Gauntlet: How Did They Get the Jet to Balance Like That?

 

by Gary Fong
Photographer: Kent Miller
 

 
“Is it PhotoShop?” The first reaction of most photographers to Kent Miller’s image is that question. That’s exactly the reaction of all three judges of the WeArePhotographers’ “Scenes of Summer” contest. 
 
We were looking for hooks or wires, if it was a real jet, if there were a stake in the ground to balance the jet behind the woman’s head, if there were any bad PhotoShop seams in the image. It looks real. Or is it something more sinister. Is Miller an expert PhotoShopper, applying his digital layers skills to combine two or three images together?
 
Okay…nothing apparent. The next question, “Is there a place like this on Kokomo?” (For those of you who are too young to know about the Beach Boys, “Kokomo” is a song about a mythical island in the Caribbean.) Or a better question…”Was the image shot at a real place?” We spent more than enough time asking the question, is it real?
 
The sad part…in this day and age of digital photography, our first reaction is to ask if it’s real. 20 years ago, the question would have never come to mind…of course it’s real, one would think during the infancy of PhotoShop.
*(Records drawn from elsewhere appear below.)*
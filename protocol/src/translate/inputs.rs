//! Input translation and special-input classification.

use tracing::debug;

use super::TranslateError;
use crate::config::{NetworkParams, OP_SSGEN, OP_SSRTX};
use crate::signer::{DerivationPath, InputScriptType, ReferenceTransaction, SignerInput};
use crate::transaction::{DecodedTransaction, InputTransactions, Tree};
use crate::wallet::AddressOracle;

/// Maps every input of `tx` to the wallet key that can spend it.
///
/// Each input must spend an output of a transaction in `input_txs` that
/// pays to exactly one address the wallet owns; the path is rebuilt from
/// the account, branch and index the wallet reports for that address.
pub async fn to_signer_inputs<O>(
    tx: &DecodedTransaction,
    input_txs: &InputTransactions,
    oracle: &O,
    params: &NetworkParams,
) -> Result<Vec<SignerInput>, TranslateError>
where
    O: AddressOracle + ?Sized,
{
    let mut inputs = Vec::with_capacity(tx.inputs.len());

    for input in &tx.inputs {
        let hash = input.prev_hash;
        let index = input.prev_index;

        let source = input_txs
            .get(&hash)
            .ok_or(TranslateError::UnknownSourceTransaction { hash })?;
        let spent = source
            .outputs
            .get(index as usize)
            .ok_or(TranslateError::UnknownOutpoint { hash, index })?;
        let address = spent
            .single_address()
            .ok_or(TranslateError::AmbiguousOutpoint {
                hash,
                index,
                count: spent.addresses.len(),
            })?;

        let validation = oracle.validate_address(address).await?;
        if !validation.is_valid {
            return Err(TranslateError::InvalidAddress(address.to_string()));
        }
        if !validation.is_mine {
            return Err(TranslateError::InputNotInWallet {
                address: address.to_string(),
            });
        }

        let address_n = DerivationPath::address(
            params.coin_type,
            validation.account,
            validation.branch(),
            validation.index,
        );
        debug!(outpoint = %format_args!("{hash}:{index}"), path = %address_n, "input resolved");

        inputs.push(SignerInput {
            prev_hash: hash,
            prev_index: index,
            amount: input.amount_in,
            sequence: input.sequence,
            address_n,
            decred_tree: input.tree.unwrap_or_default(),
            script_type: InputScriptType::SpendAddress,
        });
    }

    Ok(inputs)
}

/// Relabels inputs that spend vote or revocation outputs.
///
/// The spent script is looked up in `ref_txs`; inputs whose source is not
/// among them keep their current script type.
pub fn classify_special_inputs(inputs: &mut [SignerInput], ref_txs: &[ReferenceTransaction]) {
    for input in inputs.iter_mut() {
        let script = ref_txs
            .iter()
            .find(|r| r.hash == input.prev_hash)
            .and_then(|r| r.bin_outputs.get(input.prev_index as usize))
            .map(|o| o.script_pubkey.as_slice());

        let relabel = match script.and_then(|s| s.first()) {
            Some(&OP_SSGEN) => InputScriptType::SpendSsGen,
            Some(&OP_SSRTX) => InputScriptType::SpendSsRtx,
            _ => continue,
        };
        debug!(
            outpoint = %format_args!("{}:{}", input.prev_hash, input.prev_index),
            script_type = %relabel,
            "special input"
        );
        input.script_type = relabel;
        // Vote and revocation outputs live in the stake tree.
        input.decred_tree = Tree::Stake;
    }
}
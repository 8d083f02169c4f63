//! HTTP client for the VSP API.

use async_trait::async_trait;
use serde::de::DeserializeOwned;
use std::time::Duration;
use tracing::{debug, warn};

use super::{FeeAddressResponse, PayFeeResponse, SignedBody, VspError, VspErrorBody, VspService};
use crate::config::{
    VSP_CLIENT_SIGNATURE_HEADER, VSP_FEE_ADDRESS_PATH, VSP_FEE_ALREADY_RECEIVED, VSP_PAY_FEE_PATH,
    VSP_REQUEST_TIMEOUT,
};

/// Talks to one VSP over HTTPS.
#[derive(Debug, Clone)]
pub struct VspHttpClient {
    client: reqwest::Client,
    base_url: String,
}

impl VspHttpClient {
    pub fn new(base_url: impl Into<String>) -> Result<Self, VspError> {
        Self::with_timeout(base_url, VSP_REQUEST_TIMEOUT)
    }

    pub fn with_timeout(base_url: impl Into<String>, timeout: Duration) -> Result<Self, VspError> {
        let client = reqwest::Client::builder()
            .timeout(timeout)
            .build()
            .map_err(|e| VspError::Transport(e.to_string()))?;

        Ok(Self {
            client,
            base_url: base_url.into().trim_end_matches('/').to_string(),
        })
    }

    pub fn base_url(&self) -> &str {
        &self.base_url
    }

    async fn post<T: DeserializeOwned>(&self, path: &str, body: &SignedBody) -> Result<T, VspError> {
        let url = format!("{}{}", self.base_url, path);
        debug!(%url, "vsp request");

        let response = self
            .client
            .post(&url)
            .header(reqwest::header::CONTENT_TYPE, "application/json")
            .header(VSP_CLIENT_SIGNATURE_HEADER, &body.signature)
            .body(body.json.clone())
            .send()
            .await
            .map_err(|e| VspError::Transport(e.to_string()))?;

        let status = response.status();
        let text = response
            .text()
            .await
            .map_err(|e| VspError::Transport(e.to_string()))?;

        if status.is_success() {
            return serde_json::from_str(&text)
                .map_err(|e| VspError::InvalidResponse(format!("{e}: {text}")));
        }

        let err = classify_error(status.as_u16(), &text);
        warn!(%url, status = status.as_u16(), error = %err, "vsp request failed");
        Err(err)
    }
}

/// Maps a non-2xx answer to a [`VspError`].
pub(crate) fn classify_error(status: u16, text: &str) -> VspError {
    match serde_json::from_str::<VspErrorBody>(text) {
        Ok(body) if body.code == VSP_FEE_ALREADY_RECEIVED && matches!(status, 400 | 403) => {
            VspError::AlreadyPaid
        }
        Ok(body) => VspError::Api {
            status,
            code: body.code,
            message: body.message,
        },
        Err(_) => VspError::Api {
            status,
            code: -1,
            message: text.trim().to_string(),
        },
    }
}

#[async_trait]
impl VspService for VspHttpClient {
    async fn fee_address(&self, body: &SignedBody) -> Result<FeeAddressResponse, VspError> {
        self.post(VSP_FEE_ADDRESS_PATH, body).await
    }

    async fn pay_fee(&self, body: &SignedBody) -> Result<PayFeeResponse, VspError> {
        self.post(VSP_PAY_FEE_PATH, body).await
    }
}

#[cfg(test)]
mod tests {
    use super::*;

    #[test]
    fn already_paid_needs_code_and_status() {
        let body = r#"{"code":3,"message":"fee tx already received for ticket"}"#;
        assert_eq!(classify_error(400, body), VspError::AlreadyPaid);
        assert_eq!(classify_error(403, body), VspError::AlreadyPaid);
        assert!(matches!(classify_error(500, body), VspError::Api { code: 3, .. }));
    }

    #[test]
    fn other_errors_keep_details() {
        let err = classify_error(400, r#"{"code":7,"message":"bad sig"}"#);
        assert_eq!(
            err,
            VspError::Api {
                status: 400,
                code: 7,
                message: "bad sig".into()
            }
        );
        assert!(matches!(
            classify_error(502, "Bad Gateway\n"),
            VspError::Api { status: 502, code: -1, .. }
        ));
    }

    #[test]
    fn trailing_slash_is_dropped() {
        let client = VspHttpClient::new("https://vsp.example.org/").unwrap();
        assert_eq!(client.base_url(), "https://vsp.example.org");
    }
}
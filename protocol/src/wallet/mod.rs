//! # Wallet Service
//!
//! Contract of the wallet daemon this crate drives. The wallet owns keys,
//! coin selection and the network connection; we only ever ask it to build,
//! decode, look up and publish transactions, and to vouch for addresses.
//!
//! The transport (gRPC, JSON-RPC, in-process) is the implementor's concern.

pub mod address_book;

use async_trait::async_trait;
use serde::{Deserialize, Serialize};
use std::collections::BTreeSet;
use thiserror::Error;
use tracing::debug;

pub use address_book::AddressBook;

use crate::codec::{hex_bytes, CodecError, Hash};
use crate::config::{EXTERNAL_BRANCH, INTERNAL_BRANCH};
use crate::transaction::{DecodedTransaction, InputTransactions};

// ---------------------------------------------------------------------------
// Errors
// ---------------------------------------------------------------------------

/// Errors reported by a wallet implementation.
#[derive(Debug, Clone, PartialEq, Eq, Error)]
pub enum WalletError {
    /// The wallet could not be reached.
    #[error("wallet unavailable: {0}")]
    Unavailable(String),

    /// The wallet answered the call with an error.
    #[error("wallet rejected request: {0}")]
    Rejected(String),

    /// A looked-up object does not exist in the wallet.
    #[error("not found in wallet: {0}")]
    NotFound(String),

    /// The wallet answered with data we could not interpret.
    #[error("invalid wallet response: {0}")]
    InvalidResponse(String),

    #[error(transparent)]
    Codec(#[from] CodecError),
}

// ---------------------------------------------------------------------------
// Request / response types
// ---------------------------------------------------------------------------

/// What the wallet knows about an address.
#[derive(Debug, Clone, Copy, PartialEq, Eq, Default, Serialize, Deserialize)]
pub struct AddressValidation {
    pub is_valid: bool,
    pub is_mine: bool,
    /// `true` for change (internal branch) addresses.
    pub is_internal: bool,
    /// Account the address belongs to. Meaningless unless `is_mine`.
    pub account: u32,
    /// Child index within the branch. Meaningless unless `is_mine`.
    pub index: u32,
    pub is_script: bool,
}

impl AddressValidation {
    /// BIP44 branch of the address: 1 for change, 0 otherwise.
    pub fn branch(&self) -> u32 {
        if self.is_internal {
            INTERNAL_BRANCH
        } else {
            EXTERNAL_BRANCH
        }
    }
}

/// A payment the caller wants in a constructed transaction.
#[derive(Debug, Clone, PartialEq, Eq, Serialize, Deserialize)]
pub struct PaymentOutput {
    pub destination: String,
    pub amount: u64,
}

/// An unsigned transaction built by the wallet.
#[derive(Debug, Clone, PartialEq, Eq, Serialize, Deserialize)]
pub struct ConstructedTransaction {
    #[serde(with = "hex_bytes")]
    pub unsigned_tx: Vec<u8>,
    /// Index of the change output, if the wallet added one.
    pub change_index: Option<u32>,
}

impl ConstructedTransaction {
    /// The change set the translator expects.
    pub fn change_indices(&self) -> BTreeSet<u32> {
        self.change_index.into_iter().collect()
    }
}

/// Parameters for a ticket purchase.
#[derive(Debug, Clone, PartialEq, Eq, Serialize, Deserialize)]
pub struct TicketRequest {
    pub account: u32,
    pub num_tickets: u32,
    pub min_conf: u32,
    /// Block height after which unmined tickets expire. Zero for none.
    pub expiry: u32,
}

/// The unsigned transactions of a ticket purchase.
#[derive(Debug, Clone, PartialEq, Eq, Serialize, Deserialize)]
pub struct UnsignedTicketPurchase {
    /// Splits funds into outputs of exactly the ticket price plus fees.
    #[serde(with = "hex_bytes")]
    pub split_tx: Vec<u8>,
    /// One unsigned ticket per split output.
    pub tickets: Vec<UnsignedTicket>,
    /// Key the VSP votes with, in the wallet's export format.
    pub voting_key: String,
}

#[derive(Debug, Clone, PartialEq, Eq, Serialize, Deserialize)]
pub struct UnsignedTicket(#[serde(with = "hex_bytes")] pub Vec<u8>);

/// Account balance in atoms.
#[derive(Debug, Clone, Copy, PartialEq, Eq, Default, Serialize, Deserialize)]
pub struct AccountBalance {
    pub total: u64,
    pub spendable: u64,
    pub immature: u64,
    pub locked_by_tickets: u64,
}

// ---------------------------------------------------------------------------
// Traits
// ---------------------------------------------------------------------------

/// The one wallet call the translator needs: who owns an address.
#[async_trait]
pub trait AddressOracle: Send + Sync {
    async fn validate_address(&self, address: &str) -> Result<AddressValidation, WalletError>;
}

/// Everything the orchestrator asks of the wallet.
#[async_trait]
pub trait WalletService: AddressOracle {
    /// Builds and funds an unsigned transaction paying `outputs`.
    async fn construct_transaction(
        &self,
        account: u32,
        min_conf: u32,
        outputs: &[PaymentOutput],
    ) -> Result<ConstructedTransaction, WalletError>;

    async fn decode_transaction(&self, raw: &[u8]) -> Result<DecodedTransaction, WalletError>;

    /// Broadcasts a signed transaction and returns its hash.
    async fn publish_transaction(&self, raw: &[u8]) -> Result<Hash, WalletError>;

    /// Serialized bytes of a transaction the wallet knows about.
    async fn get_transaction(&self, hash: &Hash) -> Result<Vec<u8>, WalletError>;

    async fn balance(&self, account: u32, min_conf: u32) -> Result<AccountBalance, WalletError>;

    async fn best_block_height(&self) -> Result<u32, WalletError>;

    /// Current stake difficulty in atoms.
    async fn ticket_price(&self) -> Result<u64, WalletError>;

    async fn construct_tickets(
        &self,
        request: &TicketRequest,
    ) -> Result<UnsignedTicketPurchase, WalletError>;

    /// Checks a base64 compact signature over `message`.
    async fn verify_message(
        &self,
        address: &str,
        message: &str,
        signature: &str,
    ) -> Result<bool, WalletError>;
}

/// Fetches and decodes every transaction `tx` spends from.
///
/// Each source transaction is fetched once, however many of its outputs
/// `tx` spends.
pub async fn get_input_transactions<W>(
    wallet: &W,
    tx: &DecodedTransaction,
) -> Result<InputTransactions, WalletError>
where
    W: WalletService + ?Sized,
{
    let mut txs = InputTransactions::new();
    for input in &tx.inputs {
        if txs.contains_key(&input.prev_hash) {
            continue;
        }
        let raw = wallet.get_transaction(&input.prev_hash).await?;
        let decoded = wallet.decode_transaction(&raw).await?;
        if decoded.hash != input.prev_hash {
            return Err(WalletError::InvalidResponse(format!(
                "asked for {} but wallet returned {}",
                input.prev_hash, decoded.hash
            )));
        }
        debug!(source = %decoded.hash, outputs = decoded.outputs.len(), "input transaction resolved");
        txs.insert(decoded.hash, decoded);
    }
    Ok(txs)
}
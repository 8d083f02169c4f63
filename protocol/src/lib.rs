// Copyright (c) 2026 ALAS Technology. MIT License.
// See LICENSE for details.

//! # ticketsign Core Library
//!
//! Drives a hardware signer on behalf of a wallet daemon: plain payments,
//! and the multi-step ticket purchase with its voting service provider
//! (VSP) fee.
//!
//! The library holds no keys and no balances. The wallet builds and
//! publishes transactions, the signer signs them, and this crate translates
//! between the two and sequences the calls.
//!
//! ## Architecture
//!
//! - **codec**: hex and hash conversions (the byte-reversal convention),
//!   base58 address decoding.
//! - **stake**: subsidy, pool fee and ticket commitment arithmetic,
//!   integer-exact against consensus.
//! - **transaction**: transactions as the wallet decodes them.
//! - **signer**: the hardware signer contract and its request types.
//! - **wallet**: the wallet daemon contract.
//! - **translate**: decoded transaction → signer request.
//! - **vsp**: VSP API v3 client.
//! - **settlement**: the session, the ticket purchase state machine and
//!   its journal.
//! - **config**: protocol constants and network parameters.
//!
//! ## Data flow
//!
//! ```text
//!   wallet ─▶ codec ─▶ translate ─▶ signer ─▶ wallet publish
//!                                          └─▶ VSP fee negotiation
//! ```

pub mod codec;
pub mod config;
pub mod settlement;
pub mod signer;
pub mod stake;
pub mod transaction;
pub mod translate;
pub mod vsp;
pub mod wallet;

pub use codec::Hash;
pub use config::{Network, NetworkParams};
pub use settlement::{PurchaseJournal, PurchaseRecord, Session, SessionOptions};
//! BIP32 derivation paths.

use serde::{Deserialize, Serialize};
use std::fmt;
use std::str::FromStr;

use crate::config::{BIP44_PURPOSE, HARDENED};

/// A BIP32 derivation path, serialized as the `address_n` integer array
/// hardware signers expect (hardened elements have bit 31 set).
#[derive(Debug, Clone, PartialEq, Eq, Hash, Default, Serialize, Deserialize)]
#[serde(transparent)]
pub struct DerivationPath(Vec<u32>);

impl DerivationPath {
    pub fn new(elements: Vec<u32>) -> Self {
        Self(elements)
    }

    /// `m/44'/coin'/account'`: the account-level path used for extended
    /// public keys.
    pub fn account(coin_type: u32, account: u32) -> Self {
        Self(vec![
            BIP44_PURPOSE | HARDENED,
            coin_type | HARDENED,
            account | HARDENED,
        ])
    }

    /// `m/44'/coin'/account'/branch/index`: the path of a single address.
    pub fn address(coin_type: u32, account: u32, branch: u32, index: u32) -> Self {
        let mut path = Self::account(coin_type, account);
        path.0.push(branch);
        path.0.push(index);
        path
    }

    pub fn elements(&self) -> &[u32] {
        &self.0
    }

    pub fn len(&self) -> usize {
        self.0.len()
    }

    pub fn is_empty(&self) -> bool {
        self.0.is_empty()
    }
}

impl fmt::Display for DerivationPath {
    fn fmt(&self, f: &mut fmt::Formatter<'_>) -> fmt::Result {
        write!(f, "m")?;
        for element in &self.0 {
            if element & HARDENED != 0 {
                write!(f, "/{}'", element & !HARDENED)?;
            } else {
                write!(f, "/{element}")?;
            }
        }
        Ok(())
    }
}

/// Error returned when a path definition string cannot be parsed.
#[derive(Debug, Clone, PartialEq, Eq, thiserror::Error)]
#[error("invalid derivation path element {element:?} in {path:?}")]
pub struct PathParseError {
    pub path: String,
    pub element: String,
}

impl FromStr for DerivationPath {
    type Err = PathParseError;

    /// Accepts `"m/44'/1'/0'/0/3"` as well as the bare `"44'/1'/0'/0/3"`.
    /// Both `'` and `h` mark hardened elements.
    fn from_str(s: &str) -> Result<Self, Self::Err> {
        let trimmed = s.trim();
        let body = trimmed
            .strip_prefix("m/")
            .or_else(|| trimmed.strip_prefix('m'))
            .unwrap_or(trimmed);
        if body.is_empty() {
            return Ok(Self::default());
        }

        let mut elements = Vec::new();
        for part in body.split('/') {
            let err = || PathParseError {
                path: s.to_string(),
                element: part.to_string(),
            };
            let (digits, hardened) = match part.strip_suffix('\'').or_else(|| part.strip_suffix('h')) {
                Some(d) => (d, true),
                None => (part, false),
            };
            let value: u32 = digits.parse().map_err(|_| err())?;
            if value & HARDENED != 0 {
                return Err(err());
            }
            elements.push(if hardened { value | HARDENED } else { value });
        }
        Ok(Self(elements))
    }
}

#[cfg(test)]
mod tests {
    use super::*;

    #[test]
    fn address_path_layout() {
        let p = DerivationPath::address(1, 0, 1, 7);
        assert_eq!(
            p.elements(),
            &[44 | HARDENED, 1 | HARDENED, HARDENED, 1, 7]
        );
        assert_eq!(p.to_string(), "m/44'/1'/0'/1/7");
    }

    #[test]
    fn account_path_is_fully_hardened() {
        let p = DerivationPath::account(42, 3);
        assert_eq!(p.len(), 3);
        assert!(p.elements().iter().all(|e| e & HARDENED != 0));
    }

    #[test]
    fn parses_definitions() {
        let expected = DerivationPath::address(1, 0, 0, 3);
        assert_eq!("44'/1'/0'/0/3".parse::<DerivationPath>().unwrap(), expected);
        assert_eq!("m/44h/1h/0h/0/3".parse::<DerivationPath>().unwrap(), expected);
        assert!("m".parse::<DerivationPath>().unwrap().is_empty());
    }

    #[test]
    fn rejects_bad_elements() {
        assert!("44'/x/0".parse::<DerivationPath>().is_err());
        assert!("44'//0".parse::<DerivationPath>().is_err());
        assert!("2147483648".parse::<DerivationPath>().is_err());
    }

    #[test]
    fn serializes_as_address_n() {
        let json = serde_json::to_string(&DerivationPath::new(vec![HARDENED | 44, 0])).unwrap();
        assert_eq!(json, "[2147483692,0]");
    }
}
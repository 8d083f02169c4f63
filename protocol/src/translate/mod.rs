//! # Transaction Translator
//!
//! Turns a wallet-decoded transaction into the request a hardware signer
//! accepts. The signer re-derives every key it signs with, so each input
//! must be mapped back to the derivation path of the address it spends, and
//! each wallet-owned output must be named by path instead of address.
//!
//! ```text
//!   DecodedTransaction ─┬─ inputs  ──▶ to_signer_inputs ──┐
//!   InputTransactions ──┘                                 │
//!                                                         ├─ classify_special_inputs
//!   InputTransactions ─── to_reference_transaction ───────┘
//!
//!   DecodedTransaction ─── to_signer_outputs / to_ticket_outputs
//! ```
//!
//! Address ownership is looked up through an [`AddressOracle`]; nothing in
//! here decides on its own whether an address belongs to the wallet.

pub mod inputs;
pub mod outputs;
pub mod reference;

use std::collections::BTreeSet;
use thiserror::Error;
use tracing::debug;

pub use inputs::{classify_special_inputs, to_signer_inputs};
pub use outputs::{to_signer_outputs, to_ticket_outputs};
pub use reference::to_reference_transaction;

use crate::codec::Hash;
use crate::config::NetworkParams;
use crate::signer::SignRequest;
use crate::stake::StakeError;
use crate::transaction::{DecodedTransaction, InputTransactions};
use crate::wallet::{AddressOracle, WalletError};

/// Errors raised while translating a transaction.
#[derive(Debug, Clone, PartialEq, Eq, Error)]
pub enum TranslateError {
    /// An input spends from a transaction we were not given.
    #[error("cannot sign without source transaction {hash}")]
    UnknownSourceTransaction { hash: Hash },

    /// The source transaction has no output at the spent index.
    #[error("input spends unknown outpoint {hash}:{index}")]
    UnknownOutpoint { hash: Hash, index: u32 },

    /// The spent output does not pay to exactly one address.
    #[error("outpoint {hash}:{index} has {count} addresses, expected exactly one")]
    AmbiguousOutpoint { hash: Hash, index: u32, count: usize },

    /// The wallet does not recognise an address as valid.
    #[error("invalid address {0}")]
    InvalidAddress(String),

    /// An input spends an address the wallet does not own.
    #[error("input address {address} is not owned by the wallet")]
    InputNotInWallet { address: String },

    /// An output the wallet reported as its own is not.
    #[error("output {index} address {address} is not owned by the wallet")]
    OutputNotInWallet { index: u32, address: String },

    /// An output cannot be expressed as a signer output.
    #[error("unsupported shape for output {index}: {reason}")]
    UnsupportedOutputShape { index: u32, reason: String },

    /// The ticket's on-chain commitment differs from the one we would build.
    #[error("ticket commitment to {address} does not match its expected payload")]
    CommitmentMismatch { address: String },

    #[error(transparent)]
    Wallet(#[from] WalletError),

    #[error(transparent)]
    Stake(#[from] StakeError),
}

/// Translates a regular transaction into a complete sign request.
///
/// `change` holds the output indices the wallet reported as change when it
/// built `tx`.
pub async fn build_sign_request<O>(
    tx: &DecodedTransaction,
    input_txs: &InputTransactions,
    change: &BTreeSet<u32>,
    oracle: &O,
    params: &NetworkParams,
) -> Result<SignRequest, TranslateError>
where
    O: AddressOracle + ?Sized,
{
    let mut inputs = to_signer_inputs(tx, input_txs, oracle, params).await?;
    let outputs = to_signer_outputs(tx, change, oracle, params).await?;
    let ref_txs = reference_transactions(tx, input_txs);
    classify_special_inputs(&mut inputs, &ref_txs);

    debug!(
        tx_hash = %tx.hash,
        inputs = inputs.len(),
        outputs = outputs.len(),
        ref_txs = ref_txs.len(),
        "sign request built"
    );
    Ok(SignRequest {
        coin_name: params.coin_name.clone(),
        version: tx.version,
        lock_time: tx.lock_time,
        expiry: tx.expiry,
        inputs,
        outputs,
        ref_txs,
    })
}

/// Translates a ticket into a sign request. `input_txs` must contain the
/// split transaction that funds it.
pub async fn build_ticket_sign_request<O>(
    ticket: &DecodedTransaction,
    input_txs: &InputTransactions,
    oracle: &O,
    params: &NetworkParams,
) -> Result<SignRequest, TranslateError>
where
    O: AddressOracle + ?Sized,
{
    let inputs = to_signer_inputs(ticket, input_txs, oracle, params).await?;
    let outputs = to_ticket_outputs(ticket, oracle, params).await?;
    let ref_txs = reference_transactions(ticket, input_txs);

    debug!(ticket = %ticket.hash, inputs = inputs.len(), "ticket sign request built");
    Ok(SignRequest {
        coin_name: params.coin_name.clone(),
        version: ticket.version,
        lock_time: ticket.lock_time,
        expiry: ticket.expiry,
        inputs,
        outputs,
        ref_txs,
    })
}

/// Reference transactions for the sources of `tx`, in first-spent order.
fn reference_transactions(
    tx: &DecodedTransaction,
    input_txs: &InputTransactions,
) -> Vec<crate::signer::ReferenceTransaction> {
    let mut seen = BTreeSet::new();
    tx.inputs
        .iter()
        .filter(|input| seen.insert(input.prev_hash))
        .filter_map(|input| input_txs.get(&input.prev_hash))
        .map(to_reference_transaction)
        .collect()
}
But to satisfy inquisitive minds, play the following:

 

 

The facial expressions, the body language, the reaction of the people in the background all contribute to the reality of the moment. One could almost hear the sound of the jet flying by in Miller’s still image. 

 
Now the nit picking. 
 
If the image wasn’t real, details like the cropped hands and feet of the boy, the jet engine touching her hair, or the empty space on the right would have been corrected for aesthetics. Oddly enough, because of the technical flaws, the photo looks more genuine. Reality is genuinely imperfect.
 
It would be nice to have the hands and feet in the frame. It would be nice to have the wings not cropped. It would be nice if the elements of the photo were balanced. If it were…it would be a totally different image, provoking a different reaction, “It’s too perfect. It has to be PhotoShopped!!!”